#### EXERCISE AIM
If a line in the records below contains "Send", copy that line.

RECORDS SUPPLIED Block Start

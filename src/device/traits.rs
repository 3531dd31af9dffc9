//! Device traits for positional vectored I/O

use std::future::Future;
use std::io::{self, IoSlice, IoSliceMut};
use std::pin::Pin;

/// Synchronous positional vectored device.
///
/// Every call carries its own explicit file offset; there is no shared
/// implicit cursor, so concurrent operations on disjoint ranges of one
/// handle are safe by construction. A returned count is attributed to the
/// buffers in list order, whether the implementation issues one combined
/// native call or one call per buffer.
pub trait SyncVectoredDevice: Send + Sync + 'static {
    /// Scatter read starting at `offset`, filling `bufs` in order.
    ///
    /// Returns the number of bytes read, at most the sum of buffer lengths;
    /// `0` means EOF was reached exactly at `offset`.
    fn readv_at(&self, offset: u64, bufs: &mut [IoSliceMut<'_>]) -> io::Result<usize>;

    /// Gather write starting at `offset`, consuming `bufs` in order.
    fn writev_at(&self, offset: u64, bufs: &[IoSlice<'_>]) -> io::Result<usize>;

    /// Flush any device-side buffering to stable storage
    fn flush(&self) -> io::Result<()>;

    /// Truncate the device to the specified size
    fn truncate(&self, size: u64) -> io::Result<()>;

    /// Current size of the device in bytes
    fn size(&self) -> io::Result<u64>;

    /// Alignment constraint for offsets, buffer addresses, and buffer
    /// lengths under unbuffered access
    fn alignment(&self) -> usize {
        crate::constants::DEFAULT_SECTOR_SIZE
    }
}

/// Asynchronous positional vectored device.
///
/// Identical contract to [`SyncVectoredDevice`]; the caller's execution
/// suspends until the completion signal arrives instead of blocking a
/// worker. Every synchronous device gets this interface through a blanket
/// impl.
pub trait VectoredDevice: Send + Sync + 'static {
    /// Scatter read starting at `offset`; see [`SyncVectoredDevice::readv_at`]
    fn readv<'a, 'b>(
        &'a self,
        offset: u64,
        bufs: &'a mut [IoSliceMut<'b>],
    ) -> Pin<Box<dyn Future<Output = io::Result<usize>> + Send + 'a>>
    where
        'b: 'a;

    /// Gather write starting at `offset`; see [`SyncVectoredDevice::writev_at`]
    fn writev<'a, 'b>(
        &'a self,
        offset: u64,
        bufs: &'a [IoSlice<'b>],
    ) -> Pin<Box<dyn Future<Output = io::Result<usize>> + Send + 'a>>
    where
        'b: 'a;

    /// Flush any device-side buffering to stable storage
    fn flush(&self) -> Pin<Box<dyn Future<Output = io::Result<()>> + Send + '_>>;

    /// Truncate the device to the specified size
    fn truncate(&self, size: u64) -> Pin<Box<dyn Future<Output = io::Result<()>> + Send + '_>>;

    /// Current size of the device in bytes
    fn size(&self) -> io::Result<u64>;

    /// Alignment constraint for offsets, addresses, and lengths
    fn alignment(&self) -> usize {
        crate::constants::DEFAULT_SECTOR_SIZE
    }
}

impl<T: SyncVectoredDevice> VectoredDevice for T {
    fn readv<'a, 'b>(
        &'a self,
        offset: u64,
        bufs: &'a mut [IoSliceMut<'b>],
    ) -> Pin<Box<dyn Future<Output = io::Result<usize>> + Send + 'a>>
    where
        'b: 'a,
    {
        let result = self.readv_at(offset, bufs);
        Box::pin(async move { result })
    }

    fn writev<'a, 'b>(
        &'a self,
        offset: u64,
        bufs: &'a [IoSlice<'b>],
    ) -> Pin<Box<dyn Future<Output = io::Result<usize>> + Send + 'a>>
    where
        'b: 'a,
    {
        let result = self.writev_at(offset, bufs);
        Box::pin(async move { result })
    }

    fn flush(&self) -> Pin<Box<dyn Future<Output = io::Result<()>> + Send + '_>> {
        let result = SyncVectoredDevice::flush(self);
        Box::pin(async move { result })
    }

    fn truncate(&self, size: u64) -> Pin<Box<dyn Future<Output = io::Result<()>> + Send + '_>> {
        let result = SyncVectoredDevice::truncate(self, size);
        Box::pin(async move { result })
    }

    fn size(&self) -> io::Result<u64> {
        SyncVectoredDevice::size(self)
    }

    fn alignment(&self) -> usize {
        SyncVectoredDevice::alignment(self)
    }
}
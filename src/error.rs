//! Error taxonomy for unbuffered I/O operations
//!
//! Sync and async entry points share this single vocabulary: failures that
//! surface through a completion channel carry the same kinds as failures
//! returned from a blocking call. End-of-file is *not* represented here — a
//! read that returns `0` bytes reached EOF exactly at its offset, and a short
//! transfer is the designed terminal signal of a completion loop, never an
//! error.

use std::fmt;
use std::io;

/// Result alias for operations in this crate
pub type Result<T> = std::result::Result<T, DirectIoError>;

/// Error kind for unbuffered I/O operations
#[derive(Debug)]
pub enum DirectIoError {
    /// Aligned allocation failed (zero size, bad alignment, or the platform
    /// allocator returned null)
    Allocation {
        /// Requested usable size in bytes
        size: usize,
        /// Requested alignment in bytes
        alignment: usize,
    },
    /// An offset, buffer address, or buffer length violated the alignment
    /// constraint of unbuffered mode. Retrying with the same arguments would
    /// fail identically, so this is never retried locally.
    InvalidOffsetOrAlignment {
        /// Native error code (`EINVAL` for locally detected violations)
        code: i32,
    },
    /// A cancellation request landed before the native call was issued;
    /// nothing was transferred
    Cancelled,
    /// The underlying positional-vectored primitive failed
    Underlying(io::Error),
}

impl DirectIoError {
    /// Locally detected alignment violation, tagged with the code the native
    /// call would have produced
    pub(crate) fn misaligned() -> Self {
        DirectIoError::InvalidOffsetOrAlignment { code: libc::EINVAL }
    }

    /// Check whether this is an alignment violation
    #[inline]
    pub fn is_alignment(&self) -> bool {
        matches!(self, DirectIoError::InvalidOffsetOrAlignment { .. })
    }

    /// Check whether this is a cancellation
    #[inline]
    pub fn is_cancelled(&self) -> bool {
        matches!(self, DirectIoError::Cancelled)
    }

    /// The native error code attached to this failure, if any
    pub fn raw_os_error(&self) -> Option<i32> {
        match self {
            DirectIoError::InvalidOffsetOrAlignment { code } => Some(*code),
            DirectIoError::Underlying(e) => e.raw_os_error(),
            _ => None,
        }
    }
}

impl fmt::Display for DirectIoError {
    fn fmt(&self, f: &mut fmt::Formatter<'_>) -> fmt::Result {
        match self {
            DirectIoError::Allocation { size, alignment } => {
                write!(f, "aligned allocation failed (size={size}, alignment={alignment})")
            }
            DirectIoError::InvalidOffsetOrAlignment { code } => {
                write!(f, "offset, address, or length violates unbuffered alignment (code {code})")
            }
            DirectIoError::Cancelled => write!(f, "operation cancelled before submission"),
            DirectIoError::Underlying(e) => write!(f, "underlying I/O failure: {e}"),
        }
    }
}

impl std::error::Error for DirectIoError {
    fn source(&self) -> Option<&(dyn std::error::Error + 'static)> {
        match self {
            DirectIoError::Underlying(e) => Some(e),
            _ => None,
        }
    }
}

impl From<io::Error> for DirectIoError {
    /// Classify a native failure. `EINVAL` from an unbuffered handle means
    /// the offset or a buffer violated the alignment contract.
    fn from(value: io::Error) -> Self {
        match value.raw_os_error() {
            Some(code) if code == libc::EINVAL => {
                DirectIoError::InvalidOffsetOrAlignment { code }
            }
            _ => DirectIoError::Underlying(value),
        }
    }
}

impl From<DirectIoError> for io::Error {
    fn from(value: DirectIoError) -> Self {
        match value {
            DirectIoError::Underlying(e) => e,
            DirectIoError::InvalidOffsetOrAlignment { code } => {
                io::Error::from_raw_os_error(code)
            }
            other => io::Error::other(other),
        }
    }
}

RECORDS SUPPLIED Block End

#### EXERCISE ANSWER
pub trait SyncVectoredDevice: Send + Sync + 'static {
pub trait VectoredDevice: Send + Sync + 'static {
    ) -> Pin<Box<dyn Future<Output = io::Result<usize>> + Send + 'a>>
    ) -> Pin<Box<dyn Future<Output = io::Result<usize>> + Send + 'a>>
    fn flush(&self) -> Pin<Box<dyn Future<Output = io::Result<()>> + Send + '_>>;
    fn truncate(&self, size: u64) -> Pin<Box<dyn Future<Output = io::Result<()>> + Send + '_>>;
    ) -> Pin<Box<dyn Future<Output = io::Result<usize>> + Send + 'a>>
    ) -> Pin<Box<dyn Future<Output = io::Result<usize>> + Send + 'a>>
    fn flush(&self) -> Pin<Box<dyn Future<Output = io::Result<()>> + Send + '_>> {
    fn truncate(&self, size: u64) -> Pin<Box<dyn Future<Output = io::Result<()>> + Send + '_>> {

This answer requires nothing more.